Ontario MPP
- In office 1901–1908
- Preceded by: William Harty
- Succeeded by: William Folger Nickle
- Constituency: Kingston

Personal details
- Born: June 3, 1848 Kingston, Canada West
- Died: May 7, 1910 (aged 61) Kingston, Ontario
- Party: Liberal
- Spouse: Cornelia Vaughan ​(m. 1876)​

= Edward John Barker Pense =

Canadian politician

Edward John Barker Pense (June 3, 1848 - May 7, 1910) was a newspaper editor and owner and a politician in Ontario, Canada. He represented Kingston in the Legislative Assembly of Ontario from 1901 to 1908 as a Liberal. Pense was mayor of Kingston in 1881.

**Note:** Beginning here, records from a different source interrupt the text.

//! One file per key under a folder, named `<name>.<ext>`

use super::KeyStore;
use crate::error::{JoseError, JoseResult};
use crate::key_type::{KeyKind, KeyMaterial};
use dashmap::DashMap;
use std::collections::HashMap;
use std::io::ErrorKind;
use std::path::{Path, PathBuf};

/// Key store backed by a folder of key files.
///
/// Keys are read lazily on first use and cached. Only kinds with a configured
/// extension are stored; the defaults are `key` (HMAC), `aes` (AES), `pub`
/// (RSA public) and `rsa` (RSA private).
#[derive(Debug)]
pub struct FileKeyStore {
    folder: PathBuf,
    extensions: HashMap<KeyKind, String>,
    cache: DashMap<(String, KeyKind), KeyMaterial>,
}

impl FileKeyStore {
    /// Store rooted at `folder` with the default extensions.
    ///
    /// Content keys have no default extension and are never read from disk.
    pub fn new(folder: impl Into<PathBuf>) -> Self {
        let extensions = [
            (KeyKind::Hmac, "key"),
            (KeyKind::Aes, "aes"),
            (KeyKind::RsaPublic, "pub"),
            (KeyKind::RsaPrivate, "rsa"),
        ]
        .into_iter()
        .map(|(kind, ext)| (kind, ext.to_string()))
        .collect();
        Self::with_extensions(folder, extensions)
    }

    /// Store rooted at `folder` handling only the kinds in `extensions`
    pub fn with_extensions(
        folder: impl Into<PathBuf>,
        extensions: HashMap<KeyKind, String>,
    ) -> Self {
        Self {
            folder: folder.into(),
            extensions,
            cache: DashMap::new(),
        }
    }

    /// Root folder
    #[must_use]
    pub fn folder(&self) -> &Path {
        &self.folder
    }

    /// File holding `name` of `kind`, if the kind is handled and the name is a
    /// plain file stem
    fn key_path(&self, name: &str, kind: KeyKind) -> Option<PathBuf> {
        let Some(ext) = self.extensions.get(&kind) else {
            if matches!(kind, KeyKind::Content(_)) {
                tracing::debug!("No file extension for {kind} content keys");
            } else {
                tracing::warn!("Requested key with unknown type {kind}");
            }
            return None;
        };
        if name.is_empty() || name == "." || name == ".." || name.contains(['/', '\\']) {
            tracing::warn!("Rejected key name that is not a plain file name");
            return None;
        }
        Some(self.folder.join(format!("{name}.{ext}")))
    }
}

impl KeyStore for FileKeyStore {
    fn get(&self, name: &str, kind: KeyKind) -> Option<KeyMaterial> {
        let cache_key = (name.to_string(), kind);
        if let Some(entry) = self.cache.get(&cache_key) {
            return Some(entry.value().clone());
        }

        let path = self.key_path(name, kind)?;
        let bytes = match std::fs::read(&path) {
            Ok(bytes) => bytes,
            Err(e) if e.kind() == ErrorKind::NotFound => {
                tracing::debug!("No key file {}", path.display());
                return None;
            }
            Err(e) => {
                tracing::warn!("Unable to read key file {}: {e}", path.display());
                return None;
            }
        };

        match kind.create(&bytes) {
            Ok(key) => {
                self.cache.insert(cache_key, key.clone());
                Some(key)
            }
            Err(e) => {
                tracing::warn!("Unable to read key {name}: {e}");
                None
            }
        }
    }

    fn set(&self, name: &str, key: KeyMaterial) -> JoseResult<()> {
        let kind = key.kind();
        let path = self.key_path(name, kind).ok_or_else(|| {
            JoseError::invalid_key(format!("cannot store {kind} key under {name:?}"))
        })?;
        let bytes = key.serialize()?;
        if let Err(e) = std::fs::write(&path, &bytes) {
            tracing::warn!("Unable to save key {name}: {e}");
            return Err(e.into());
        }
        self.cache.insert((name.to_string(), kind), key);
        Ok(())
    }

    fn clear(&self, name: &str, kind: KeyKind) -> JoseResult<()> {
        self.cache.remove(&(name.to_string(), kind));
        let Some(path) = self.key_path(name, kind) else {
            return Ok(());
        };
        match std::fs::remove_file(&path) {
            Ok(()) => Ok(()),
            Err(e) if e.kind() == ErrorKind::NotFound => Ok(()),
            Err(e) => {
                tracing::warn!("An error occurred while deleting key file {}: {e}", path.display());
                Err(e.into())
            }
        }
    }
}

#[cfg(test)]
mod tests {
    use super::*;
    use crate::content::{CompoundKey, ContentAlgorithm};
    use crate::key_type::{AesKey, HmacKey};

    #[test]
    fn test_set_writes_named_file() {
        let dir = tempfile::tempdir().unwrap();
        let store = FileKeyStore::new(dir.path());
        store
            .set("signing", KeyMaterial::Hmac(HmacKey::new(vec![7u8; 32])))
            .unwrap();
        assert_eq!(std::fs::read(dir.path().join("signing.key")).unwrap(), vec![7u8; 32]);
    }

    #[test]
    fn test_get_reads_lazily_and_caches() {
        let dir = tempfile::tempdir().unwrap();
        std::fs::write(dir.path().join("wrap.aes"), [3u8; 16]).unwrap();
        let store = FileKeyStore::new(dir.path());

        let key = store.get("wrap", KeyKind::Aes).unwrap();
        assert_eq!(key.kind(), KeyKind::Aes);

        std::fs::remove_file(dir.path().join("wrap.aes")).unwrap();
        assert!(store.get("wrap", KeyKind::Aes).is_some());
        assert!(store.get("wrap", KeyKind::Hmac).is_none());
    }

    #[test]
    fn test_clear_removes_file_and_cache() {
        let dir = tempfile::tempdir().unwrap();
        let store = FileKeyStore::new(dir.path());
        store
            .set("old", KeyMaterial::Aes(AesKey::new(vec![1u8; 24])))
            .unwrap();
        store.clear("old", KeyKind::Aes).unwrap();
        assert!(!dir.path().join("old.aes").exists());
        assert!(store.get("old", KeyKind::Aes).is_none());
        store.clear("never", KeyKind::Aes).unwrap();
    }

    #[test]
    fn test_unknown_kind_and_bad_names() {
        let dir = tempfile::tempdir().unwrap();
        let mut extensions = HashMap::new();
        extensions.insert(KeyKind::Hmac, "secret".to_string());
        let store = FileKeyStore::with_extensions(dir.path(), extensions);

        assert!(store
            .set("a", KeyMaterial::Aes(AesKey::new(vec![1u8; 16])))
            .is_err());
        assert!(store
            .set("../escape", KeyMaterial::Hmac(HmacKey::new(vec![1u8; 32])))
            .is_err());
        store
            .set("a", KeyMaterial::Hmac(HmacKey::new(vec![1u8; 32])))
            .unwrap();
        assert!(dir.path().join("a.secret").exists());
    }

    #[test]
    fn test_content_kinds_are_not_file_backed() {
        let dir = tempfile::tempdir().unwrap();
        let store = FileKeyStore::new(dir.path());
        let kind = KeyKind::Content(ContentAlgorithm::A128CbcHs256);

        assert!(store.get("cek", kind).is_none());
        let key = CompoundKey::generate(ContentAlgorithm::A128CbcHs256);
        assert!(matches!(
            store.set("cek", KeyMaterial::Content(key)),
            Err(JoseError::InvalidKey(_))
        ));
        store.clear("cek", kind).unwrap();
        assert_eq!(std::fs::read_dir(dir.path()).unwrap().count(), 0);
    }

    #[test]
    fn test_content_kind_with_configured_extension() {
        let dir = tempfile::tempdir().unwrap();
        let kind = KeyKind::Content(ContentAlgorithm::A128CbcHs256);
        let store =
            FileKeyStore::with_extensions(dir.path(), HashMap::from([(kind, "cek".to_string())]));

        let key = CompoundKey::generate(ContentAlgorithm::A128CbcHs256);
        store.set("direct", KeyMaterial::Content(key.clone())).unwrap();
        assert_eq!(std::fs::read(dir.path().join("direct.cek")).unwrap(), key.as_bytes());

        let reopened =
            FileKeyStore::with_extensions(dir.path(), HashMap::from([(kind, "cek".to_string())]));
        assert_eq!(reopened.get("direct", kind).map(|m| m.kind()), Some(kind));
    }

    #[test]
    fn test_corrupt_file_yields_nothing() {
        let dir = tempfile::tempdir().unwrap();
        std::fs::write(dir.path().join("broken.pub"), b"garbage").unwrap();
        let store = FileKeyStore::new(dir.path());
        assert!(store.get("broken", KeyKind::RsaPublic).is_none());
    }
}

He was born in Kingston, the son of Michael Lorenzo Pense, a printer and one-time owner of the Kingston Argus, and Harriet Grace Barker, the daughter of Edward John Barker, owner of the British Whig. He began working for the British Whig in 1862 and became the newspaper's owner in 1872. He represented Frontenac ward on Kingston city council for five years before becoming mayor. Pense served five years on the Kingston Public School Board, including two years as chair. In 1876, he married Cornelia Vaughan. From 1881 to 1882, Pense was president of the Canadian Press Association. He also served on the board of governors for the Kingston General Hospital and was a trustee of the Kingston Collegiate Institute. Pense was first elected to the Ontario assembly in a 1901 by-election held after William Harty resigned to run for a seat in the Canadian House of Commons. He was defeated when he ran for reelection in 1908, losing to William Folger Nickle.

Pense died suddenly at home at the age of 61.

The town of Pense, Saskatchewan was named in his honour.